- Formation sign
- Active: 2 July 1956 – 30 September 1994
- Country: Germany
- Allegiance: Bundeswehr
- Branch: German Army
- Type: Armoured division
- Garrison/HQ: Estetal Barracks, Buxtehude

Commanders
- Last Commander: Generalmajor Gerd Schultze-Rhonhof

= 3rd Panzer Division (Bundeswehr) =

The 3rd Armoured Division (3. Panzerdivision) was formed on 2 July 1956 in Hamburg and was one of the first major formations of the new German Army or Bundeswehr after the Second World War. The 3rd Armoured Division was stationed on the North German Plain between the rivers Elbe and Weser. Its last headquarters location was Buxtehude. It was part of the I Corps alongside the 1st Panzer, 7th Panzer, and 11th Panzergrenadier Divisions.
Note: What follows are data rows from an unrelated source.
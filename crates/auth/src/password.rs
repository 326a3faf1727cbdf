use argon2::{
    password_hash::{rand_core::OsRng, PasswordHash, PasswordHasher, PasswordVerifier, SaltString},
    Argon2,
};

use crate::{error::AuthError, ports::CredentialVerifier};

/// Verifies argon2 PHC strings.
#[derive(Debug, Default, Clone, Copy)]
pub struct Argon2CredentialVerifier;

impl CredentialVerifier for Argon2CredentialVerifier {
    fn verify(&self, plaintext: &str, hash: &str) -> bool {
        // A malformed stored hash must look like a wrong password to the caller.
        let Ok(parsed) = PasswordHash::new(hash) else {
            tracing::warn!("stored password hash is not a valid PHC string");
            return false;
        };

        Argon2::default().verify_password(plaintext.as_bytes(), &parsed).is_ok()
    }
}

pub fn hash_password(plaintext: &str) -> Result<String, AuthError> {
    let salt = SaltString::generate(&mut OsRng);
    Argon2::default()
        .hash_password(plaintext.as_bytes(), &salt)
        .map(|hash| hash.to_string())
        .map_err(|error| AuthError::internal(anyhow::anyhow!(error.to_string())))
}

#[cfg(test)]
mod tests {
    use super::{hash_password, Argon2CredentialVerifier};
    use crate::ports::CredentialVerifier;

    #[test]
    fn hashes_are_argon2id_and_salted() {
        let first = hash_password("correct horse").expect("hash should succeed");
        let second = hash_password("correct horse").expect("hash should succeed");

        assert!(first.starts_with("$argon2id$"));
        assert_ne!(first, second);
    }

    #[test]
    fn verifies_matching_password() {
        let hash = hash_password("correct horse").expect("hash should succeed");
        assert!(Argon2CredentialVerifier.verify("correct horse", &hash));
    }

    #[test]
    fn rejects_wrong_password() {
        let hash = hash_password("correct horse").expect("hash should succeed");
        assert!(!Argon2CredentialVerifier.verify("battery staple", &hash));
    }

    #[test]
    fn malformed_hash_verifies_as_false() {
        assert!(!Argon2CredentialVerifier.verify("anything", "not-a-phc-string"));
        assert!(!Argon2CredentialVerifier.verify("anything", ""));
    }
}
The 3rd Armoured Division was disbanded on 30 September 1994. Its last commander was Generalmajor Gerd Schultze-Rhonhof.

In the 1980s under Army Structures III and IV the division consisted of the 7th Panzergrenadier Brigade, 8th Panzer Brigade, and the Panzerlehrbrigade 9 (Armoured demonstration brigade). After the division's disbandment 9 PzL Bde eventually became part of 1st Armoured Division (Germany).

== Operations ==
The Division provided support to numerous disasters, e. g. during serious floods in North Germany in 1962 and 1976 as well as the flooding of the Elbe Lateral Canal. In January 1979 elements of the Division were deployed during the emergency caused by heavy snowfall in North Germany.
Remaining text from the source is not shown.